What an awesome Periodic Table. Way better than the sterile yellowed mass of texts and lines I was subjected to in school.
——
Strcpy’s correct, many elements above atomic weight 90 are completely unstable, and above 92 are completely man made, only found in nuclear reactors for exceedingly tiny portions of a second.
I don’t know if you’d ever make any money off of actually producing that element – I’m unaware of any uses at all, practical or not, for such incredibly heavy elements – but I think you can claim the honor of naming it after someone. For whatever that’s worth.
ElMondoHummus:
Practical Use???
Element #95 – Americium – is used in fire/smoke detectors.
The half lives of artifical (man made) elements decrease as the atomic number (number of protons in the nucleus) goes up. Elements with number of prtons above 100 are in existence for lifetimes on the order of milli- or micro- seconds.
Plutonium (# protons = 94) is long lived…which is why atomic weapons have a nice long shelf life.
But this is long enough for some of their properties to be measured…
And now I return to writing chemistry lessons. About atomic strucutre, believe it or not.

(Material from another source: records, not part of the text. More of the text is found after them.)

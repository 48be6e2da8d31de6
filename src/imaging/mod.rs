//! Image codec adapter — pure Rust, zero external dependencies by default.
//!
//! | Operation | Crate / function |
//! |---|---|
//! | **Decode** | `image` crate (JPEG, BMP); `libheif-rs` behind the `heic` feature |
//! | **Encode → JPEG** | `image::codecs::jpeg::JpegEncoder` |
//! | **Resize** | Lanczos3, fit-within-bounds |
//!
//! The module is split into:
//! - **Calculations**: pure functions for dimension math (unit testable)
//! - **Backend**: [`ImageCodec`] trait + shared types ([`Dimensions`], [`Quality`])
//! - **JpegCodec**: the production implementation

pub mod backend;
pub mod calculations;
pub mod jpeg_codec;

pub use backend::{CodecError, Dimensions, ImageCodec, Quality};
pub use calculations::{fit_within, pixel_cap_dimensions, shrink_step};
pub use jpeg_codec::JpegCodec;
//! Pure calculation functions for raster dimensions.
//!
//! All functions here are pure and testable without any I/O or pixels.
//! The reducer and the mock codec share these, so simulated and real
//! resizes agree on geometry.

use super::backend::Dimensions;

/// One fixed-ratio shrink step: both axes divided by `ratio` and rounded.
///
/// With the default ratio of 1.2 this is a 20% linear shrink (≈36% area)
/// per attempt. Rounding can stall at small dimensions (e.g. 3/1.2 rounds
/// back to 3) or reach 0 for aggressive ratios; the reducer guards both
/// cases, so no floor is applied here.
pub fn shrink_step(dims: Dimensions, ratio: f64) -> Dimensions {
    Dimensions {
        width: (dims.width as f64 / ratio).round() as u32,
        height: (dims.height as f64 / ratio).round() as u32,
    }
}

/// Aspect-preserving fit of `source` within `bounds` (no cropping).
///
/// Mirrors the `image` crate's bounding-box resize: the limiting axis is
/// scaled to the box and the other axis proportionally, each rounded and
/// floored at 1. Bounds larger than the source scale up — callers that
/// only shrink must pass bounds within the source.
pub fn fit_within(source: Dimensions, bounds: Dimensions) -> Dimensions {
    let wratio = bounds.width as f64 / source.width as f64;
    let hratio = bounds.height as f64 / source.height as f64;
    let ratio = wratio.min(hratio);

    Dimensions {
        width: ((source.width as f64 * ratio).round() as u32).max(1),
        height: ((source.height as f64 * ratio).round() as u32).max(1),
    }
}

/// Single-shot dimensions for the pixel-count budget.
///
/// Exact formula from the pixel-budget contract: with aspect ratio
/// `r = w/h`, `newW = floor(sqrt(P × r))` and `newH = floor(newW / r)`.
/// Pixel count after resize is computable in advance, so no measure loop
/// is needed. Returns `None` when the source is already within budget.
pub fn pixel_cap_dimensions(dims: Dimensions, max_pixels: u64) -> Option<Dimensions> {
    if dims.pixels() <= max_pixels {
        return None;
    }
    let r = dims.aspect_ratio();
    let new_width = ((max_pixels as f64 * r).sqrt().floor() as u32).max(1);
    let new_height = ((new_width as f64 / r).floor() as u32).max(1);
    Some(Dimensions {
        width: new_width,
        height: new_height,
    })
}
//! Production codec — pure Rust via the `image` crate.
//!
//! ## Crate mapping
//!
//! | Operation | Crate / function |
//! |---|---|
//! | Decode JPEG, BMP | `image` crate (pure Rust decoders) |
//! | Decode HEIC (`heic` feature) | `libheif-rs` + interleaved-RGB copy |
//! | Resize | `DynamicImage::resize` with `Lanczos3` (fit within bounds) |
//! | Encode → JPEG | `image::codecs::jpeg::JpegEncoder` at configured quality |
//!
//! Everything works on in-memory byte buffers; the orchestrator owns all
//! file I/O.

use super::backend::{CodecError, Dimensions, ImageCodec, Quality};
use crate::naming::SourceFormat;
use image::codecs::jpeg::JpegEncoder;
use image::imageops::FilterType;
use image::{DynamicImage, ExtendedColorType, ImageFormat};

/// Codec over the `image` crate. Stateless; one instance serves the whole
/// batch.
pub struct JpegCodec;

impl JpegCodec {
    pub fn new() -> Self {
        Self
    }
}

impl Default for JpegCodec {
    fn default() -> Self {
        Self::new()
    }
}

impl ImageCodec for JpegCodec {
    type Raster = DynamicImage;

    fn decode(&self, bytes: &[u8], format: SourceFormat) -> Result<DynamicImage, CodecError> {
        let image_format = match format {
            SourceFormat::Jpeg => ImageFormat::Jpeg,
            SourceFormat::Bmp => ImageFormat::Bmp,
            #[cfg(feature = "heic")]
            SourceFormat::Heic => return decode_heic(bytes),
        };
        image::load_from_memory_with_format(bytes, image_format)
            .map_err(|e| CodecError::Decode(format!("{} decode: {}", format.name(), e)))
    }

    fn dimensions(&self, raster: &DynamicImage) -> Dimensions {
        Dimensions::new(raster.width(), raster.height())
    }

    fn encode(&self, raster: &DynamicImage, quality: Quality) -> Result<Vec<u8>, CodecError> {
        // JPEG has no alpha; flatten everything to RGB8 before encoding.
        let rgb = raster.to_rgb8();
        let mut buf = Vec::new();
        JpegEncoder::new_with_quality(&mut buf, quality.value() as u8)
            .encode(
                rgb.as_raw(),
                rgb.width(),
                rgb.height(),
                ExtendedColorType::Rgb8,
            )
            .map_err(|e| CodecError::Encode(format!("jpeg encode: {}", e)))?;
        Ok(buf)
    }

    fn resize_to_fit(&self, raster: &DynamicImage, bounds: Dimensions) -> DynamicImage {
        raster.resize(bounds.width, bounds.height, FilterType::Lanczos3)
    }
}

/// Decode a HEIC container to RGB via libheif.
///
/// Rows in the decoded plane may be stride-padded, so the copy is row by
/// row rather than one `to_vec`.
#[cfg(feature = "heic")]
fn decode_heic(bytes: &[u8]) -> Result<DynamicImage, CodecError> {
    use libheif_rs::{ColorSpace, HeifContext, LibHeif, RgbChroma};

    let lib_heif = LibHeif::new();
    let ctx = HeifContext::read_from_bytes(bytes)
        .map_err(|e| CodecError::Decode(format!("heic container: {}", e)))?;
    let handle = ctx
        .primary_image_handle()
        .map_err(|e| CodecError::Decode(format!("heic primary image: {}", e)))?;

    let decoded = lib_heif
        .decode(&handle, ColorSpace::Rgb(RgbChroma::Rgb), None)
        .map_err(|e| CodecError::Decode(format!("heic decode: {}", e)))?;

    let width = decoded.width();
    let height = decoded.height();
    let planes = decoded.planes();
    let plane = planes
        .interleaved
        .ok_or_else(|| CodecError::Decode("heic decode: no interleaved RGB plane".to_string()))?;

    let row_len = width as usize * 3;
    let mut rgb = Vec::with_capacity(row_len * height as usize);
    for row in 0..height as usize {
        let start = row * plane.stride;
        rgb.extend_from_slice(&plane.data[start..start + row_len]);
    }

    image::RgbImage::from_raw(width, height, rgb)
        .map(DynamicImage::ImageRgb8)
        .ok_or_else(|| CodecError::Decode("heic decode: plane size mismatch".to_string()))
}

Since The Husband’s a chemist, I gave him a framed periodic table of the vegetables.
He likes it!
“I don’t know if you’d ever make any money off of actually producing that element – I’m unaware of any uses at all, practical or not, for such incredibly heavy elements”
As said above, many of the really heavy elements are used as things such as neutron sources or as medical isotopes. In (the few) stable forms they are also incredibly dense and can be used for armor, shielding, or munitions. These can be worth quite a bit (I know the US govt spends several hundred million a year on it’s supply of Californium due to it’s usefullness in creating medical isotopes – I knew some of the people involved with that).

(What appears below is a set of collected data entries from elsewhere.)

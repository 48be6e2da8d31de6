//! Format normalization — any admitted format to JPEG bytes.
//!
//! JPEG input passes through untouched (no decode, no quality loss at this
//! stage). Everything else is decoded via the codec and re-encoded to the
//! target codec. Unadmitted extensions never reach this module; they are
//! classified as skips by [`naming`](crate::naming) before any bytes are
//! read.

use crate::imaging::{CodecError, ImageCodec, Quality};
use crate::naming::SourceFormat;

/// Normalize source bytes to the target codec.
///
/// Returns the input unchanged when the source is already JPEG. Failures
/// (malformed image, unsupported sub-format) are per-file recoverable
/// errors; the orchestrator reports them and moves on.
pub fn normalize<C: ImageCodec>(
    codec: &C,
    bytes: Vec<u8>,
    format: SourceFormat,
    quality: Quality,
) -> Result<Vec<u8>, CodecError> {
    if format.is_target() {
        return Ok(bytes);
    }
    let raster = codec.decode(&bytes, format)?;
    codec.encode(&raster, quality)
}
use std::fmt::Write;

use crate::models::{FilterCriteria, SeriesPoint, SummaryStats};

pub fn build_report(
    criteria: &FilterCriteria,
    stats: Option<&SummaryStats>,
    series: &[SeriesPoint],
) -> String {
    let mut output = String::new();

    let _ = writeln!(output, "# Retro-Célula Report");
    let _ = writeln!(output, "Scope: {}", describe_scope(criteria));
    let _ = writeln!(output);
    let _ = writeln!(output, "## Summary");

    match stats {
        None => {
            let _ = writeln!(output, "No reports match the selected filters.");
        }
        Some(stats) => {
            let _ = writeln!(output, "- Meetings: {}", stats.meetings);
            let _ = writeln!(output, "- Total attendance: {}", stats.total_attendance);
            let _ = writeln!(output, "- Mean attendance: {:.1}", stats.mean_attendance);
            let _ = writeln!(
                output,
                "- Max / min attendance: {} / {}",
                stats.max_attendance, stats.min_attendance
            );
            let _ = writeln!(output, "- Conversions: {}", stats.total_conversions);
            let _ = writeln!(output, "- Arena attendance: {}", stats.total_arena);
            let _ = writeln!(output, "- Sunday attendance: {}", stats.total_sunday);
            let _ = writeln!(output, "- Offering: R$ {:.2}", stats.total_offering);
        }
    }

    let _ = writeln!(output);
    let _ = writeln!(output, "## Chart Series");

    if series.is_empty() {
        let _ = writeln!(output, "No points to chart.");
    } else {
        let _ = writeln!(output, "| Date | Attendance | Conversions | Arena | Sunday |");
        let _ = writeln!(output, "|------|------------|-------------|-------|--------|");
        for point in series {
            let _ = writeln!(
                output,
                "| {} | {} | {} | {} | {} |",
                point.label, point.attendance, point.conversions, point.arena, point.sunday
            );
        }
    }

    output
}

fn describe_scope(criteria: &FilterCriteria) -> String {
    let mut parts = Vec::new();
    if let Some(group) = &criteria.group {
        parts.push(format!("célula {group}"));
    }
    if let Some(team) = &criteria.team {
        parts.push(format!("equipe {team}"));
    }
    if let Some(start) = criteria.start_day {
        parts.push(format!("from {start}"));
    }
    if let Some(end) = criteria.end_day {
        parts.push(format!("to {end}"));
    }

    if parts.is_empty() {
        "all reports".to_string()
    } else {
        parts.join(", ")
    }
}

Of course, with the unknown elements we have no idea if they would be useful. For all we know those elements may be more revolutionary than anything known to man – then they may be worthless or even so dangerous that we will never make anymore than the very first time.
However, even if this were not the case I am sure it would be valuable just for study. If you had some previously unknown element in your posession I can assure you that you could make money. It may be worthless to mass produce or make as a ring, but that is a different question.
Heh, I also bet you could get a bundle from e-baying the name of the new element too 🙂
H Beam Piper’s short story Omnilingual is built on the premise that the universality of the periodic table would make it a Rosetta Stone for alien languages, and happens to be a fun read if you can find it.
rick,
Here’s an article on your mystery metal.
It’s now called Roentgenium. They synthesized it in 1994. Apparently it would be quite a bit like gold if it weren’t for that fact that its maximum half-life is 3.6 seconds.
If one seeks some philosophy lesson from the table, it can be the following: stability is the reason for existence. Combinatorics can provide us with a huge number of combinations, but most of them are not viable. And laws of stability often create some system, they are not random or opportunist. In biology this concept is known as nomogenesis, it governs variability of life forms and is dual and complementary to Darwinism. Really, it refutes Darwinism as it is taught in Western universities.